▶ [Task requirements] Each line below with the string "ModuleUpgrade" should be copied.

Stored items:
------------------------

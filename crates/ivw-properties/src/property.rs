//! The property contract shared by every typed property.

use std::any::Any;
use std::borrow::Cow;
use std::fmt;

use ivw_serialization::constants::{IDENTIFIER_ATTRIBUTE, TYPE_ATTRIBUTE};
use ivw_serialization::{Deserializer, Result, Serializable, Serializer};

use crate::value_wrapper::ValueWrapper;

/// How much of a property's state is written.
#[derive(Debug, Clone, Copy, PartialEq, Eq, Hash, Default)]
pub enum SerializationMode {
    /// Write every value.
    #[default]
    All,
    /// Write only values that differ from their default.
    Changed,
    /// Write nothing beyond the type and identifier.
    None,
}

/// Hint for how a property should be presented and edited.
#[derive(Debug, Clone, PartialEq, Eq, Hash)]
pub struct PropertySemantics(Cow<'static, str>);

impl PropertySemantics {
    pub const DEFAULT: Self = Self(Cow::Borrowed("Default"));
    pub const COLOR: Self = Self(Cow::Borrowed("Color"));
    pub const SPIN_BOX: Self = Self(Cow::Borrowed("SpinBox"));
    pub const TEXT: Self = Self(Cow::Borrowed("Text"));

    pub fn new(semantics: impl Into<String>) -> Self {
        Self(Cow::Owned(semantics.into()))
    }

    pub fn as_str(&self) -> &str {
        &self.0
    }
}

impl Default for PropertySemantics {
    fn default() -> Self {
        Self::DEFAULT
    }
}

impl fmt::Display for PropertySemantics {
    fn fmt(&self, f: &mut fmt::Formatter<'_>) -> fmt::Result {
        f.write_str(&self.0)
    }
}

/// Callback run with the property identifier whenever the property changes.
pub type ChangeObserver = Box<dyn FnMut(&str)>;

/// State common to all properties.
pub struct PropertyBase {
    identifier: String,
    display_name: ValueWrapper<String>,
    semantics: ValueWrapper<String>,
    serialization_mode: SerializationMode,
    observers: Vec<ChangeObserver>,
}

impl PropertyBase {
    pub fn new(identifier: impl Into<String>, display_name: impl Into<String>) -> Self {
        Self {
            identifier: identifier.into(),
            display_name: ValueWrapper::new("displayName", display_name.into()),
            semantics: ValueWrapper::new("semantics", PropertySemantics::DEFAULT.to_string()),
            serialization_mode: SerializationMode::All,
            observers: Vec::new(),
        }
    }

    pub fn identifier(&self) -> &str {
        &self.identifier
    }

    pub fn display_name(&self) -> &str {
        self.display_name.value()
    }

    pub fn set_display_name(&mut self, name: impl Into<String>) {
        self.display_name.set(name.into());
    }

    pub fn semantics(&self) -> PropertySemantics {
        PropertySemantics::new(self.semantics.value().as_str())
    }

    pub fn set_semantics(&mut self, semantics: PropertySemantics) {
        self.semantics.set(semantics.as_str().to_string());
    }

    pub fn serialization_mode(&self) -> SerializationMode {
        self.serialization_mode
    }

    pub fn set_serialization_mode(&mut self, mode: SerializationMode) {
        self.serialization_mode = mode;
    }

    /// Register a callback for [`property_modified`](Self::property_modified).
    pub fn on_change(&mut self, observer: impl FnMut(&str) + 'static) {
        self.observers.push(Box::new(observer));
    }

    /// Notify every observer that the property changed.
    pub fn property_modified(&mut self) {
        tracing::trace!(property = %self.identifier, "Property modified");
        for observer in &mut self.observers {
            observer(&self.identifier);
        }
    }

    pub fn set_current_state_as_default(&mut self) {
        self.display_name.set_as_default();
        self.semantics.set_as_default();
    }

    pub fn reset_to_default_state(&mut self) {
        self.display_name.reset();
        self.semantics.reset();
    }

    /// Write the `type` and `identifier` attributes and the presentation fields.
    pub fn serialize(&self, s: &mut Serializer, class_identifier: &str) {
        s.serialize_attribute(TYPE_ATTRIBUTE, class_identifier);
        s.serialize_attribute(IDENTIFIER_ATTRIBUTE, &self.identifier);
        self.display_name.serialize(s, self.serialization_mode);
        self.semantics.serialize(s, self.serialization_mode);
    }

    pub fn deserialize(&mut self, d: &mut Deserializer) -> Result<bool> {
        let mut changed = d.deserialize_attribute(IDENTIFIER_ATTRIBUTE, &mut self.identifier)?;
        changed |= self.display_name.deserialize(d, self.serialization_mode)?;
        changed |= self.semantics.deserialize(d, self.serialization_mode)?;
        Ok(changed)
    }
}

/// Observers stay with the original; the copy starts with none.
impl Clone for PropertyBase {
    fn clone(&self) -> Self {
        Self {
            identifier: self.identifier.clone(),
            display_name: self.display_name.clone(),
            semantics: self.semantics.clone(),
            serialization_mode: self.serialization_mode,
            observers: Vec::new(),
        }
    }
}

impl fmt::Debug for PropertyBase {
    fn fmt(&self, f: &mut fmt::Formatter<'_>) -> fmt::Result {
        f.debug_struct("PropertyBase")
            .field("identifier", &self.identifier)
            .field("display_name", self.display_name.value())
            .field("semantics", self.semantics.value())
            .field("serialization_mode", &self.serialization_mode)
            .field("observers", &self.observers.len())
            .finish()
    }
}

/// A persisted, observable value owned by a processor.
pub trait Property: Serializable + Any {
    fn base(&self) -> &PropertyBase;

    fn base_mut(&mut self) -> &mut PropertyBase;

    /// Factory key, `org.inviwo.<Type>Property`.
    fn class_identifier(&self) -> String;

    fn identifier(&self) -> &str {
        self.base().identifier()
    }

    fn display_name(&self) -> &str {
        self.base().display_name()
    }

    fn set_current_state_as_default(&mut self);

    fn reset_to_default_state(&mut self);

    /// Copy the state of `other` if it has the same concrete type.
    ///
    /// Returns whether the types matched.
    fn set_from(&mut self, other: &dyn Property) -> bool;

    fn clone_property(&self) -> Box<dyn Property>;

    fn as_any(&self) -> &dyn Any;
}

impl fmt::Debug for dyn Property {
    fn fmt(&self, f: &mut fmt::Formatter<'_>) -> fmt::Result {
        f.debug_struct("Property")
            .field("class_identifier", &self.class_identifier())
            .field("identifier", &self.identifier())
            .finish()
    }
}
//! Attribute-based XML serialization for Inviwo workspaces.
//!
//! A [`Serializer`] builds a [`Document`] tree from in-memory values and writes
//! it as XML; a [`Deserializer`] parses XML back into a tree and reads values
//! into existing objects, reporting whether anything changed.
//!
//! # Document shape
//!
//! ```text
//! <InviwoWorkspace version="2">
//!   <fov content="38.5"/>              primitive: content attribute
//!   <position x="1" y="2" z="3"/>      vector: one attribute per component
//!   <tint r="255" g="128" b="0"/>      color vector: integer components
//!   <transform>                        matrix: one child per column
//!     <col0 x="1" y="0"/>
//!     <col1 x="0" y="1"/>
//!   </transform>
//!   <Camera identifier="camera">       object: own node, own fields
//!     ...
//!   </Camera>
//! </InviwoWorkspace>
//! ```
//!
//! Missing nodes and attributes are never errors: the target keeps its value,
//! so documents from other versions load as far as they can. Structural
//! upgrades go through [`ConverterRegistry`] before values are read.
//!
//! # Example
//!
//! ```
//! use ivw_serialization::{Deserializer, Serializer};
//!
//! let mut s = Serializer::new();
//! s.serialize("count", &3);
//! let xml = s.to_xml_string()?;
//!
//! let mut d = Deserializer::parse(&xml)?;
//! let mut count = 0;
//! assert!(d.deserialize("count", &mut count)?);
//! assert_eq!(count, 3);
//! # Ok::<(), ivw_serialization::SerializationError>(())
//! ```

pub mod codec;
pub mod constants;
pub mod deserializer;
pub mod document;
pub mod error;
pub mod options;
pub mod scope;
pub mod serializer;
pub mod traits;
pub mod version;

pub use codec::{MatrixColumns, Primitive, Scalar, VectorComponents};
pub use deserializer::Deserializer;
pub use document::{Attribute, Document, NodeId};
pub use error::{Result, SerializationError};
pub use options::SerializerOptions;
pub use scope::{NodeStack, NodeSwitch};
pub use serializer::Serializer;
pub use traits::{DeserializeValue, Serializable, SerializeValue};
pub use version::{
    ConverterRegistry, IdentifierReplacement, Kind, ModuleUpgrade, VersionConverter,
    change_identifiers,
};
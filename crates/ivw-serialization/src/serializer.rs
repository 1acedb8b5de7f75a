//! Building documents from in-memory values.

use std::fs::{self, File};
use std::io::Write;
use std::path::{Path, PathBuf};

use crate::codec::{VectorComponents, write_vector};
use crate::constants::{REFERENCE_ATTRIBUTE, VERSION_ATTRIBUTE, WORKSPACE_VERSION};
use crate::document::{Document, NodeId};
use crate::error::{Result, SerializationError};
use crate::options::SerializerOptions;
use crate::scope::{NodeStack, NodeSwitch};
use crate::traits::SerializeValue;
use crate::version::ConverterRegistry;

/// Writes values into a [`Document`] under a movable current node.
///
/// Every `serialize*` call appends under the current node; objects get their
/// own node and write their fields into it.
#[derive(Debug)]
pub struct Serializer {
    document: Document,
    nodes: Vec<NodeId>,
    options: SerializerOptions,
    path: Option<PathBuf>,
}

impl Default for Serializer {
    fn default() -> Self {
        Self::new()
    }
}
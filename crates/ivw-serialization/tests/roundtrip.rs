//! Round-trip tests through XML text and files.

use glam::{DMat3, DQuat, DVec3, IVec4, Mat4, U64Vec2, Vec3, Vec4};
use ivw_serialization::{
    Deserializer, Result, Serializable, Serializer, SerializerOptions,
};
use proptest::prelude::*;

#[derive(Debug, Clone, Default, PartialEq)]
struct Light {
    name: String,
    intensity: f64,
    position: Vec3,
    color: Vec4,
    enabled: bool,
}

impl Light {
    fn new(index: usize) -> Self {
        Self {
            name: format!("light-{index}"),
            intensity: 0.25 * index as f64,
            position: Vec3::new(index as f32, -1.5, 2.0),
            color: Vec4::new(255.0, 10.0 * index as f32, 0.0, 255.0),
            enabled: index % 2 == 0,
        }
    }
}

impl Serializable for Light {
    fn serialize(&self, s: &mut Serializer) {
        s.serialize_attribute("identifier", &self.name);
        s.serialize("intensity", &self.intensity);
        s.serialize("position", &self.position);
        s.serialize_color("color", &self.color);
        s.serialize("enabled", &self.enabled);
    }

    fn deserialize(&mut self, d: &mut Deserializer) -> Result<bool> {
        let mut changed = d.deserialize_attribute("identifier", &mut self.name)?;
        changed |= d.deserialize("intensity", &mut self.intensity)?;
        changed |= d.deserialize("position", &mut self.position)?;
        changed |= d.deserialize_color("color", &mut self.color)?;
        changed |= d.deserialize("enabled", &mut self.enabled)?;
        Ok(changed)
    }
}

#[derive(Debug, Default, PartialEq)]
struct Scene {
    title: String,
    lights: Vec<Light>,
    transform: Mat4,
    weights: Vec<f32>,
}

impl Serializable for Scene {
    fn serialize(&self, s: &mut Serializer) {
        s.serialize("title", self.title.as_str());
        s.serialize_seq("lights", &self.lights, "Light");
        s.serialize("transform", &self.transform);
        s.serialize_seq("weights", &self.weights, "weight");
    }

    fn deserialize(&mut self, d: &mut Deserializer) -> Result<bool> {
        let mut changed = d.deserialize("title", &mut self.title)?;
        changed |= d.deserialize_seq("lights", &mut self.lights, "Light")?;
        changed |= d.deserialize("transform", &mut self.transform)?;
        changed |= d.deserialize_seq("weights", &mut self.weights, "weight")?;
        Ok(changed)
    }
}

fn sample_scene() -> Scene {
    Scene {
        title: "Head <CT> & MRI".to_string(),
        lights: (0..5).map(Light::new).collect(),
        transform: Mat4::from_translation(Vec3::new(1.0, 2.0, 3.0)),
        weights: vec![0.5, 0.25, 0.125],
    }
}

fn write_scene(scene: &Scene) -> String {
    let mut s = Serializer::new();
    s.serialize("Scene", scene);
    s.to_xml_string().unwrap()
}

#[test]
fn test_sequence_of_five_objects_round_trip() {
    let scene = sample_scene();
    let xml = write_scene(&scene);

    let mut d = Deserializer::parse(&xml).unwrap();
    let mut loaded = Scene::default();
    assert!(d.deserialize("Scene", &mut loaded).unwrap());

    assert_eq!(loaded.lights.len(), 5);
    let names: Vec<_> = loaded.lights.iter().map(|l| l.name.as_str()).collect();
    assert_eq!(names, ["light-0", "light-1", "light-2", "light-3", "light-4"]);
    assert_eq!(loaded, scene);
}

#[test]
fn test_second_pass_reports_unchanged() {
    let scene = sample_scene();
    let xml = write_scene(&scene);

    let mut loaded = Scene::default();
    let mut d = Deserializer::parse(&xml).unwrap();
    assert!(d.deserialize("Scene", &mut loaded).unwrap());

    let mut again = Deserializer::parse(&write_scene(&loaded)).unwrap();
    assert!(!again.deserialize("Scene", &mut loaded).unwrap());
}

#[test]
fn test_missing_fields_keep_values() {
    let xml = r#"<?xml version="1.0" encoding="UTF-8"?>
<InviwoWorkspace version="1">
  <Scene>
    <title content="partial"/>
    <lights>
      <Light identifier="key">
        <position y="7"/>
      </Light>
    </lights>
  </Scene>
</InviwoWorkspace>"#;

    let mut scene = sample_scene();
    let mut d = Deserializer::parse(xml).unwrap();
    assert!(d.deserialize("Scene", &mut scene).unwrap());

    assert_eq!(scene.title, "partial");
    assert_eq!(scene.lights.len(), 1);
    let light = &scene.lights[0];
    assert_eq!(light.name, "key");
    assert_eq!(light.position, Vec3::new(0.0, 7.0, 2.0));
    assert_eq!(light.intensity, 0.0);
    assert_eq!(scene.weights, [0.5, 0.25, 0.125]);
}

#[test]
fn test_file_round_trip() {
    let dir = tempfile::tempdir().unwrap();
    let path = dir.path().join("scene.inv");
    let scene = sample_scene();

    let mut s = Serializer::for_file(&path, SerializerOptions::default().with_indent(4));
    s.serialize("Scene", &scene);
    s.write_file().unwrap();

    let mut d = Deserializer::from_file(&path).unwrap();
    assert_eq!(d.path(), Some(path.as_path()));
    let mut loaded = Scene::default();
    d.deserialize("Scene", &mut loaded).unwrap();
    assert_eq!(loaded, scene);
}

#[test]
fn test_unindented_output_is_one_line() {
    let mut s = Serializer::with_options(SerializerOptions::default().with_indent(0));
    s.serialize("Light", &Light::new(1));
    let xml = s.to_xml_string().unwrap();
    assert_eq!(xml.lines().count(), 1);
}

fn round_trip<T>(value: &T, mut target: T) -> T
where
    T: ivw_serialization::SerializeValue + ivw_serialization::DeserializeValue,
{
    let mut s = Serializer::new();
    s.serialize("value", value);
    let mut d = Deserializer::parse(&s.to_xml_string().unwrap()).unwrap();
    d.deserialize("value", &mut target).unwrap();
    target
}

proptest! {
    #[test]
    fn prop_float_round_trip(v in -1.0e9f32..1.0e9f32) {
        prop_assert_eq!(round_trip(&v, 0.0), v);
    }

    #[test]
    fn prop_double_round_trip(v in proptest::num::f64::NORMAL | proptest::num::f64::ZERO) {
        prop_assert_eq!(round_trip(&v, 0.0), v);
    }

    #[test]
    fn prop_integer_round_trip(v in any::<i64>(), u in any::<u64>()) {
        prop_assert_eq!(round_trip(&v, 0), v);
        prop_assert_eq!(round_trip(&u, 0), u);
    }

    #[test]
    fn prop_string_round_trip(v in "[a-zA-Z0-9 <>&'\"._-]{0,32}") {
        prop_assert_eq!(round_trip(&v, String::new()), v);
    }

    #[test]
    fn prop_vector_round_trip(
        x in -1.0e6f64..1.0e6,
        y in -1.0e6f64..1.0e6,
        z in -1.0e6f64..1.0e6,
        i in any::<[i32; 4]>(),
        u in any::<[u64; 2]>(),
    ) {
        let d = DVec3::new(x, y, z);
        prop_assert_eq!(round_trip(&d, DVec3::ZERO), d);
        let iv = IVec4::from_array(i);
        prop_assert_eq!(round_trip(&iv, IVec4::ZERO), iv);
        let uv = U64Vec2::from_array(u);
        prop_assert_eq!(round_trip(&uv, U64Vec2::ZERO), uv);
        let q = DQuat::from_xyzw(x, y, z, 1.0);
        prop_assert_eq!(round_trip(&q, DQuat::IDENTITY), q);
    }

    #[test]
    fn prop_matrix_round_trip(cols in proptest::array::uniform9(-1.0e6f64..1.0e6)) {
        let m = DMat3::from_cols_array(&cols);
        prop_assert_eq!(round_trip(&m, DMat3::IDENTITY), m);
    }
}
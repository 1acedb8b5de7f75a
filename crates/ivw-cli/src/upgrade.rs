//! Bring a workspace file up to the current module versions.

use std::path::{Path, PathBuf};

use ivw_serialization::{
    ConverterRegistry, Deserializer, ModuleUpgrade, Result, Serializer, SerializerOptions,
};
use serde::Serialize;

/// Outcome of [`upgrade_workspace`].
#[derive(Debug, Clone, Serialize)]
pub struct UpgradeReport {
    pub input: PathBuf,
    /// Where the upgraded document went; `None` for a dry run or an
    /// up-to-date file upgraded in place.
    pub written: Option<PathBuf>,
    pub dry_run: bool,
    pub upgrades: Vec<UpgradeEntry>,
}

impl UpgradeReport {
    pub fn changed(&self) -> bool {
        self.upgrades.iter().any(|u| u.changed)
    }

    /// Closing line of the report: where the file went, or that a dry run wrote nothing.
    pub fn outcome(&self) -> Option<String> {
        match (&self.written, self.dry_run) {
            (Some(path), _) => Some(format!("Wrote: {}", path.display())),
            (None, true) => Some("Dry run, nothing written.".to_owned()),
            (None, false) => None,
        }
    }
}

#[derive(Debug, Clone, PartialEq, Eq, Serialize)]
pub struct UpgradeEntry {
    pub module: String,
    pub from_version: u32,
    pub to_version: u32,
    pub changed: bool,
}

impl From<ModuleUpgrade> for UpgradeEntry {
    fn from(upgrade: ModuleUpgrade) -> Self {
        Self {
            module: upgrade.module,
            from_version: upgrade.from_version,
            to_version: upgrade.to_version,
            changed: upgrade.changed,
        }
    }
}

/// Load `input`, run the converters of outdated modules and write the result.
///
/// The document goes to `output`, or back over `input` when no output is
/// given. A dry run converts in memory and writes nothing. A document with
/// nothing to upgrade is not rewritten.
pub fn upgrade_workspace(
    input: &Path,
    output: Option<&Path>,
    dry_run: bool,
    registry: &ConverterRegistry,
    options: SerializerOptions,
) -> Result<UpgradeReport> {
    let mut deserializer = Deserializer::from_file(input)?;
    let upgrades = deserializer.apply_converters(registry);
    let mut report = UpgradeReport {
        input: input.to_path_buf(),
        written: None,
        dry_run,
        upgrades: upgrades.into_iter().map(UpgradeEntry::from).collect(),
    };

    let target = output.unwrap_or(input);
    if dry_run || (report.upgrades.is_empty() && output.is_none()) {
        tracing::debug!(dry_run, "Skipping write of {}", target.display());
        return Ok(report);
    }

    let serializer = Serializer::from_document(deserializer.into_document(), options);
    serializer.write_to_path(target)?;
    report.written = Some(target.to_path_buf());
    Ok(report)
}
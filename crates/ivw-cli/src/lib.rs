//! Library side of the `ivw` command line tool: logging setup, the built-in
//! version converters, workspace summaries and in-place upgrades.

pub mod inspect;
pub mod logging;
pub mod modules;
pub mod upgrade;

------------------------

▶ [Result]
    ConverterRegistry, IdentifierReplacement, Kind, ModuleUpgrade, VersionConverter,
    ConverterRegistry, Deserializer, ModuleUpgrade, Result, Serializer, SerializerOptions,
impl From<ModuleUpgrade> for UpgradeEntry {
    fn from(upgrade: ModuleUpgrade) -> Self {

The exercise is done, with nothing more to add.